All pancreatic surgeons face the difficult intraoperative decision of whether there is venous involvement or not. It is known that intraoperative decision-making is unreliable (in this article, a little worse than 50:50), and indeed there are very little conclusive data about the benefit of preoperative imaging in determining histologically involved margins. Was the decision to proceed with venous resection in this cohort a purely intraoperative decision or was there some preoperative imaging (computed tomography or endoscopic ultrasound) available to support the decision?
The survival curves appear to show an excess of early deaths in the group with histologically positive portal vein or superior mesenteric vein (+PV/SMV); however, the survival curves are parallel thereafter. The analysis uses the Wilcoxon test, which is biased toward early differences, compared with the more common log-rank test. Was the latter analysis performed and was it significant?
The conclusions stated by the authors are somewhat confusing. Their inclusion of K-ras evaluation, perhaps as a prelude to further research, is not clearly related to the aims or outcome of this article.

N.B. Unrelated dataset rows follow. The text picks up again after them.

// Copyright (c) 2021 James O. D. Hunt.
//
// SPDX-License-Identifier: Apache-2.0
//

use std::collections::HashMap;

use log::{debug, trace};

use crate::error::{Error, Result};
use crate::pattern::Pattern;

/// The full positional argument vector for an invocation, including any
/// arguments beyond the declared slots.
#[derive(Clone, Debug, Default, Eq, PartialEq)]
pub struct RawArgs(Vec<String>);

impl RawArgs {
    /// Create a new set of raw arguments.
    pub fn new(args: Vec<String>) -> Self {
        RawArgs(args)
    }

    /// Returns the argument at the specified zero-based index, or an empty
    /// string if there is no such argument.
    ///
    /// # Note
    ///
    /// An empty string is also a valid argument value: use [RawArgs::len()]
    /// if the distinction matters.
    pub fn get(&self, index: usize) -> &str {
        self.0.get(index).map(String::as_str).unwrap_or_default()
    }

    /// Returns the first argument (or an empty string).
    pub fn first(&self) -> &str {
        self.get(0)
    }

    /// Returns all arguments except the first.
    pub fn tail(&self) -> &[String] {
        self.0.get(1..).unwrap_or_default()
    }

    /// Returns the number of arguments.
    pub fn len(&self) -> usize {
        self.0.len()
    }

    /// Returns true if there are no arguments.
    pub fn is_empty(&self) -> bool {
        self.0.is_empty()
    }

    /// Returns true if at least one argument was specified.
    pub fn present(&self) -> bool {
        !self.is_empty()
    }

    /// Iterate over all arguments in order.
    pub fn iter(&self) -> std::slice::Iter<'_, String> {
        self.0.iter()
    }
}

impl From<Vec<String>> for RawArgs {
    fn from(args: Vec<String>) -> Self {
        RawArgs::new(args)
    }
}

/// The value bound to a single slot.
#[derive(Clone, Debug, Default, Eq, PartialEq)]
pub struct Binding {
    /// Value of the argument (empty if not present).
    pub value: String,
    /// Set if an argument was specified at the slot's position, even if
    /// that argument was an empty string.
    pub present: bool,
}

/// The result of matching an argument vector against a [Pattern].
///
/// A context is created for a single invocation and handed to the handler.
#[derive(Clone, Debug, Default, Eq, PartialEq)]
pub struct Context {
    pattern: Pattern,
    raw: RawArgs,
    bindings: HashMap<String, Binding>,
}

impl Context {
    /// Bind `args` to the slots of `pattern`.
    ///
    /// Slots are filled strictly left to right: the slot at position `i`
    /// takes `args[i]`. Optional slots beyond the end of `args` are
    /// absent. Extra arguments are not bound to any slot but remain
    /// available via [Context::args()].
    ///
    /// # Errors
    ///
    /// [Error::InsufficientArgs] if there are fewer arguments than
    /// required slots.
    pub fn new(pattern: &Pattern, args: Vec<String>) -> Result<Self> {
        let required = pattern.required_count();

        if args.len() < required {
            debug!(
                "pattern {:?} needs {} arg(s), got {}",
                pattern.source(),
                required,
                args.len()
            );

            return Err(Error::InsufficientArgs);
        }

        let mut bindings = HashMap::<String, Binding>::with_capacity(pattern.len());

        for slot in pattern.slots() {
            let binding = match args.get(slot.position) {
                Some(value) => Binding {
                    value: value.clone(),
                    present: true,
                },
                None => Binding::default(),
            };

            trace!("slot {} bound to {:?}", slot, binding);

            bindings.insert(slot.name.clone(), binding);
        }

        if args.len() > pattern.len() {
            trace!(
                "{} arg(s) not bound to any slot",
                args.len() - pattern.len()
            );
        }

        Ok(Context {
            pattern: pattern.clone(),
            raw: RawArgs::new(args),
            bindings,
        })
    }

    /// Returns the value and presence of the named slot.
    ///
    /// Both an undeclared name and an optional slot with no argument
    /// return `("", false)`. Use [Context::is_declared()] to tell them apart.
    pub fn arg_for(&self, name: &str) -> (&str, bool) {
        match self.bindings.get(name) {
            Some(b) => (b.value.as_str(), b.present),
            None => ("", false),
        }
    }

    /// Returns the value of the named slot if an argument was specified
    /// for it.
    pub fn value_of(&self, name: &str) -> Option<&str> {
        self.bindings
            .get(name)
            .filter(|b| b.present)
            .map(|b| b.value.as_str())
    }

    /// Returns true if an argument was specified for the named slot.
    pub fn is_present(&self, name: &str) -> bool {
        self.arg_for(name).1
    }

    /// Returns true if the pattern declares a slot with this name.
    pub fn is_declared(&self, name: &str) -> bool {
        self.bindings.contains_key(name)
    }

    /// The full argument vector, unmodified.
    pub fn args(&self) -> &RawArgs {
        &self.raw
    }

    /// The pattern this context was matched against.
    pub fn pattern(&self) -> &Pattern {
        &self.pattern
    }
}

#[cfg(test)]
mod tests {
    use super::*;

    use crate::pattern::validate;

    fn to_args(args: &[&str]) -> Vec<String> {
        args.iter().map(|s| s.to_string()).collect()
    }

    #[test]
    fn test_raw_args() {
        let raw = RawArgs::from(to_args(&["abc", "", "_"]));

        assert_eq!(raw.len(), 3);
        assert!(!raw.is_empty());
        assert!(raw.present());
        assert_eq!(raw.get(0), "abc");
        assert_eq!(raw.get(1), "");
        assert_eq!(raw.get(2), "_");
        assert_eq!(raw.get(3), "");
        assert_eq!(raw.get(usize::MAX), "");
        assert_eq!(raw.first(), "abc");
        assert_eq!(raw.tail(), to_args(&["", "_"]).as_slice());

        let collected: Vec<&String> = raw.iter().collect();
        assert_eq!(collected.len(), 3);

        let empty = RawArgs::default();

        assert_eq!(empty.len(), 0);
        assert!(empty.is_empty());
        assert!(!empty.present());
        assert_eq!(empty.first(), "");
        assert!(empty.tail().is_empty());
    }

    #[test]
    fn test_match_args() {
        #[derive(Debug)]
        struct TestData<'a> {
            pattern: &'a str,
            args: Vec<&'a str>,
            result: Result<()>,
            // (name, value, present)
            lookups: Vec<(&'a str, &'a str, bool)>,
        }

        let tests = &[
            TestData {
                pattern: "",
                args: vec![],
                result: Ok(()),
                lookups: vec![("any", "", false)],
            },
            TestData {
                pattern: "<tall>",
                args: vec![],
                result: Err(Error::InsufficientArgs),
                lookups: vec![],
            },
            TestData {
                pattern: "<name>",
                args: vec!["Lig"],
                result: Ok(()),
                lookups: vec![("name", "Lig", true)],
            },
            TestData {
                pattern: "<age>",
                args: vec![""],
                result: Ok(()),
                lookups: vec![("age", "", true)],
            },
            TestData {
                pattern: "[path]",
                args: vec![""],
                result: Ok(()),
                lookups: vec![("path", "", true)],
            },
            TestData {
                pattern: "[path]",
                args: vec![],
                result: Ok(()),
                lookups: vec![("path", "", false)],
            },
            TestData {
                pattern: "<path> [id]",
                args: vec!["a", "b"],
                result: Ok(()),
                lookups: vec![("path", "a", true), ("id", "b", true)],
            },
            TestData {
                pattern: "<path> [id]",
                args: vec!["", ""],
                result: Ok(()),
                lookups: vec![("path", "", true), ("id", "", true)],
            },
            TestData {
                pattern: "[path] [id]",
                args: vec![],
                result: Ok(()),
                lookups: vec![("path", "", false), ("id", "", false)],
            },
            TestData {
                pattern: "[path] [id]",
                args: vec!["x"],
                result: Ok(()),
                lookups: vec![("path", "x", true), ("id", "", false)],
            },
            TestData {
                pattern: "<date>",
                args: vec!["2014-09-22", ""],
                result: Ok(()),
                lookups: vec![("date", "2014-09-22", true), ("day", "", false)],
            },
            TestData {
                pattern: "<path>",
                args: vec![],
                result: Err(Error::InsufficientArgs),
                lookups: vec![],
            },
            TestData {
                pattern: "<path> <id>",
                args: vec!["/tmp"],
                result: Err(Error::InsufficientArgs),
                lookups: vec![],
            },
            TestData {
                pattern: "<path> <id>",
                args: vec!["/tmp", "123"],
                result: Ok(()),
                lookups: vec![("path", "/tmp", true), ("id", "123", true)],
            },
            TestData {
                pattern: "<id> [path] [name]",
                args: vec!["1234", "/tmp"],
                result: Ok(()),
                lookups: vec![
                    ("id", "1234", true),
                    ("path", "/tmp", true),
                    ("name", "", false),
                ],
            },
            TestData {
                pattern: "<id> [path](optional) ...",
                args: vec!["abc", ".", "_"],
                result: Ok(()),
                lookups: vec![("id", "abc", true), ("path", ".", true), ("_", "", false)],
            },
        ];

        for (i, d) in tests.iter().enumerate() {
            let msg = format!("test[{}]: {:?}", i, d);

            let pattern = validate(d.pattern).unwrap();

            let result = pattern.match_args(to_args(&d.args));

            let msg = format!("{}, result: {:?}", msg, result);

            if d.result.is_err() {
                assert!(result.is_err(), "{}", msg);

                let expected_err = format!("{:?}", d.result.as_ref().err());
                let actual_err = format!("{:?}", result.as_ref().err());
                assert_eq!(expected_err, actual_err, "{}", msg);

                continue;
            }

            assert!(result.is_ok(), "{}", msg);

            let ctx = result.unwrap();

            assert_eq!(ctx.args().len(), d.args.len(), "{}", msg);
            assert_eq!(ctx.pattern(), &pattern, "{}", msg);

            for (name, value, present) in d.lookups.iter() {
                let lookup_msg = format!("{}, name: {:?}", msg, name);

                assert_eq!(ctx.arg_for(name), (*value, *present), "{}", lookup_msg);
            }
        }
    }

    #[test]
    fn test_one_binding_per_slot() {
        let pattern = validate("<a> [b] [c] [d]").unwrap();

        for n in 1..6 {
            let args: Vec<String> = (0..n).map(|i| i.to_string()).collect();

            let ctx = pattern.match_args(args).unwrap();

            assert_eq!(ctx.bindings.len(), pattern.len(), "n: {}", n);

            for slot in pattern.slots() {
                let msg = format!("n: {}, slot: {}", n, slot);

                assert!(ctx.is_declared(&slot.name), "{}", msg);
                assert_eq!(ctx.is_present(&slot.name), slot.position < n, "{}", msg);
            }
        }
    }

    #[test]
    fn test_overflow() {
        let pattern = validate("<id> [path](optional) ...").unwrap();

        let ctx = Context::new(&pattern, to_args(&["abc", ".", "_", "z"])).unwrap();

        assert_eq!(ctx.arg_for("id"), ("abc", true));
        assert_eq!(ctx.arg_for("path"), (".", true));
        assert_eq!(ctx.args().get(2), "_");
        assert_eq!(ctx.args().get(3), "z");
        assert_eq!(ctx.args().get(4), "");
        assert!(!ctx.is_declared("_"));
    }

    #[test]
    fn test_unknown_vs_absent() {
        let pattern = validate("[path]").unwrap();
        let ctx = pattern.match_args(vec![]).unwrap();

        // Indistinguishable through arg_for()
        assert_eq!(ctx.arg_for("path"), ctx.arg_for("unknown"));

        assert!(ctx.is_declared("path"));
        assert!(!ctx.is_declared("unknown"));
    }

    #[test]
    fn test_value_of() {
        let pattern = validate("<path> [id] [name]").unwrap();
        let ctx = pattern.match_args(to_args(&["", "7"])).unwrap();

        assert_eq!(ctx.value_of("path"), Some(""));
        assert_eq!(ctx.value_of("id"), Some("7"));
        assert_eq!(ctx.value_of("name"), None);
        assert_eq!(ctx.value_of("unknown"), None);
    }
}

Notwithstanding the points mentioned earlier in relation to the article itself, we feel that it is important to recognize that these graphs yet again remain almost static in relation to other survival curves from numerous studies on pancreatic adenocarcinoma over the last 25 years or more2–5—in that there is early progression and death in a percentage of the patients. These are patients who have been deemed suitable for surgical cure on sound radiological and clinical characteristics, yet who drop off the curve early and all too rapidly. Irrespective of venous resection or not, perhaps surgery was not the correct initial treatment option for this group. The same argument the authors make in favor of vein resection can equally be made against it, given that uncinate margin involvement by definition will include neural and connective tissues as well and not just vascular structures exclusively, this of course being the argument for neoadjuvant therapy. We note that in both groups, almost equal numbers had neoadjuvant chemoradiation. It would be interesting if the authors could provide a subgroup analysis of this particular cohort, including what regimen exactly they received.